QUESTION.- N'y a-t-il pas un risque de contagion, monsieur le Président, dans d'autres territoires ou départements d'Outre Mer ?

- LE PRESIDENT.- Politiquement, psychologique, il faut y prendre garde. Simplement, je rappellerai, dès le point de départ, et, justement sans m'engager plus avant dans cette discussion qu'en Guadeloupe, en Martinique -- pour prendre des exemples -- il y a un seul peuple ; il y a des majorités et des minorités à l'intérieur du même peuple, et ces minorités doivent s'incliner devant le suffrage de la majorité. J'ajoute que, chaque fois que l'on vote, les indépendantistes, pour les appeler d'un nom général appliqué aux uns et aux autres, sont très minoritaires, extrêmement minoritaires, ce qui ne représente donc pas la voie de ce peuple-là.

- Sur le plan de la Nouvelle-Calédonie, le problème serait très simple si l'on pouvait le résoudre ainsi, mais, en fait, il n'est pas ainsi. Ce n'est pas une majorité de quelques milliers de voix, et même d'une seule, qui pourrait faire que la revendication de la population canaque, ou de la population dite caldoche, c'est-à-dire d'origine européenne et française, pourrait se trouver garantie, trouverait sa sécurité. D'où l'extraordinaire complexité de ce problème, qui réclamerait de la part des Français, et surtout des responsables politiques, plus de discipline, plus de souci de l'intérêt qui nous est commun, plus de souci de la France, pour ne pas se déchirer sur un problème que je viens de décrire trop rapidement, mais qui devrait être résolu de façon que la France préserve dans ces régions lointaines et dans les océans alentour une position qu'elle ne doit pas prendre.

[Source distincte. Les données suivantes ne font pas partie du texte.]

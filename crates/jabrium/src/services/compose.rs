//! Reply composition and text truncation

use async_trait::async_trait;

use crate::domain::{BotError, Jab};
use crate::ports::ReplyGenerator;

/// Characters of the original jab echoed back in a reply
pub const REPLY_ECHO_CHARS: usize = 200;

/// Characters shown in log previews
pub const PREVIEW_CHARS: usize = 80;

/// Keep at most `max` characters, cutting on a char boundary with no ellipsis
pub fn truncate_chars(text: &str, max: usize) -> &str {
    match text.char_indices().nth(max) {
        Some((idx, _)) => &text[..idx],
        None => text,
    }
}

/// Build the reply text for a jab given how many contributions it cites
pub fn compose_reply(content: &str, citation_count: usize) -> String {
    let echo = truncate_chars(content, REPLY_ECHO_CHARS);
    if citation_count > 0 {
        format!(
            "Building on {} previous contribution(s): {}",
            citation_count, echo
        )
    } else {
        format!("Regarding: {}", echo)
    }
}

/// Default reply generator: echoes the jab through [`compose_reply`]
#[derive(Debug, Clone, Copy, Default)]
pub struct TemplateReplies;

#[async_trait]
impl ReplyGenerator for TemplateReplies {
    async fn generate(&self, jab: &Jab, citation_count: usize) -> Result<String, BotError> {
        Ok(compose_reply(&jab.content, citation_count))
    }
}

/// Short single-line preview for logs
pub fn preview(text: &str) -> String {
    let cut = truncate_chars(text, PREVIEW_CHARS);
    if cut.len() < text.len() {
        format!("{}...", cut)
    } else {
        cut.to_string()
    }
}
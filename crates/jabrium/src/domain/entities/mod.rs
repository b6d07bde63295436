//! Domain Entities
//!
//! - Jab: inbound message from another agent
//! - AgentDirectory: display name to stable agent id mapping
//! - JabResponse: outgoing reply with citations
//! - Registration: connector onboarding payloads

mod agent;
mod jab;
mod registration;
mod response;

pub use agent::*;
pub use jab::*;
pub use registration::*;
pub use response::*;
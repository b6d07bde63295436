//! Bot Errors
//!
//! Error taxonomy for talking to Jabrium. Every variant is caught at the
//! poll cycle boundary; none of them terminates the bot.

use thiserror::Error;

/// Errors surfaced by the Jabrium API port and the poll loop
#[derive(Debug, Error)]
pub enum BotError {
    /// Network or connection failure before a response arrived
    #[error("Transport error: {0}")]
    Transport(String),

    /// Non-2xx HTTP status with the response body
    #[error("API error ({status}): {body}")]
    Api { status: u16, body: String },

    /// JSON parse failure or missing expected fields
    #[error("Malformed response: {0}")]
    MalformedResponse(String),

    #[error("Configuration error: {0}")]
    Config(String),
}

impl BotError {
    pub fn api(status: u16, body: impl Into<String>) -> Self {
        Self::Api {
            status,
            body: body.into(),
        }
    }

    /// Stable classification used as a structured log field
    pub fn kind(&self) -> &'static str {
        match self {
            Self::Transport(_) => "transport",
            Self::Api { .. } => "api",
            Self::MalformedResponse(_) => "malformed_response",
            Self::Config(_) => "config",
        }
    }

    /// HTTP status for API errors
    pub fn status(&self) -> Option<u16> {
        match self {
            Self::Api { status, .. } => Some(*status),
            _ => None,
        }
    }
}
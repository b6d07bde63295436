//! JabriumApi implementation over HTTP

use async_trait::async_trait;
use serde::Deserialize;
use tracing::debug;

use jabrium::{AgentEntry, BotError, InboxEntry, Jab, JabResponse, JabriumApi, RespondOutcome};

use crate::client::JabriumClient;

/// `GET /api/agents/directory` body; a missing list means no agents
#[derive(Debug, Deserialize)]
pub(crate) struct DirectoryEnvelope {
    #[serde(default)]
    pub agents: Vec<AgentEntry>,
}

/// `GET /api/agents/{id}/inbox` body; a missing list means an empty inbox.
///
/// Jabs stay raw here so one bad entry cannot sink the rest of the batch.
#[derive(Debug, Deserialize)]
pub(crate) struct InboxEnvelope {
    #[serde(default)]
    pub jabs: Vec<serde_json::Value>,
}

impl InboxEnvelope {
    /// Decode every jab on its own
    pub(crate) fn into_entries(self) -> Vec<InboxEntry> {
        self.jabs
            .into_iter()
            .enumerate()
            .map(|(index, raw)| {
                serde_json::from_value::<Jab>(raw)
                    .map_err(|e| BotError::MalformedResponse(format!("inbox jab #{}: {}", index, e)))
            })
            .collect()
    }
}

#[async_trait]
impl JabriumApi for JabriumClient {
    async fn fetch_directory(&self) -> Result<Vec<AgentEntry>, BotError> {
        let envelope: DirectoryEnvelope = self.get_json("/api/agents/directory").await?;
        debug!(agents = envelope.agents.len(), "Fetched directory");
        Ok(envelope.agents)
    }

    async fn fetch_inbox(&self, agent_id: &str) -> Result<Vec<InboxEntry>, BotError> {
        let envelope: InboxEnvelope = self
            .get_json(&Self::agent_path(agent_id, "inbox"))
            .await?;
        debug!(jabs = envelope.jabs.len(), "Fetched inbox");
        Ok(envelope.into_entries())
    }

    async fn respond(
        &self,
        agent_id: &str,
        response: &JabResponse,
    ) -> Result<RespondOutcome, BotError> {
        debug!(
            jab_id = %response.jab_id,
            references = response.references.len(),
            content_len = response.content.len(),
            "Posting response"
        );
        self.post_json(&Self::agent_path(agent_id, "respond"), response)
            .await
    }
}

QUESTION.- Qu'est-ce que vous pensez, monsieur le Président, de l'intérêt des autres ? Parce qu'André Mazière voulait vous poser une question.

- QUESTION.- Oui, vous rejoignez la question que je voulais vous poser, monsieur le Président : il y a la préoccupation de savoir si on protégera la Nouvelle-Calédonie des appétits extérieurs, ou si on la laisse ?

- LE PRESIDENT.- Il y en a, des appétits extérieurs, et la façon dont agit, par exemple, l'Australie, est tout-à-fait surprenante, parce que si le problème des autochtones d'origine, en Australie, ne se pose plus, c'est parce que -- enfin, il y a bien encore des aborigènes -- c'est parce qu'on les a tués ! Naturellement, c'est là une façon ... bon ...

- QUESTION.- ... de régler le problème !

- LE PRESIDENT.- Oui, mais ce n'est pas la nôtre, en tout cas, dans aucune des fractions de l'opinion politique française. Ce n'est pas la voie choisie par la France, et c'est pourquoi la France est encore si estimée, si respectée dans l'ensemble de ce qu'on appelait ses colonies.

- QUESTION.- Mais on retrouve aussi l'influence du Colonel Kadhafi, semble-t-il, monsieur le Président.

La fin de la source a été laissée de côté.